### Exercise prompt
Search through the entries for the word "SelafinReader" and copy every line that has it.

### Records from a data source
//! Inspection of SELAFIN files

// standard library
use std::path::PathBuf;

// hydromesh modules
use hydromesh_selafin::SelafinReader;
use hydromesh_utils::f;

// external crates
use anyhow::{Context, Result};
use clap::Args;

#[derive(Args, Debug)]
pub struct InfoArgs {
    /// Path to the SELAFIN file
    #[arg(short, long, value_name = "path")]
    pub input: PathBuf,

    /// Print the summary as JSON
    #[arg(long)]
    pub json: bool,

    /// List every time step
    #[arg(long, conflicts_with = "json")]
    pub times: bool,
}

pub fn info(args: InfoArgs) -> Result<()> {
    let mut reader = SelafinReader::open(&args.input)
        .with_context(|| f!("failed to read {}", args.input.display()))?;
    let summary = reader.summary()?;

    if args.json {
        println!("{}", summary.to_json()?);
        return Ok(());
    }

    println!("{summary}");
    if args.times {
        let times = summary
            .times
            .iter()
            .map(|t| t.to_string())
            .collect::<Vec<String>>()
            .join(", ");
        println!("{}", textwrap::fill(&f!("times: {times}"), 80));
    }
    Ok(())
}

### Task result
use hydromesh_selafin::SelafinReader;
    let mut reader = SelafinReader::open(&args.input)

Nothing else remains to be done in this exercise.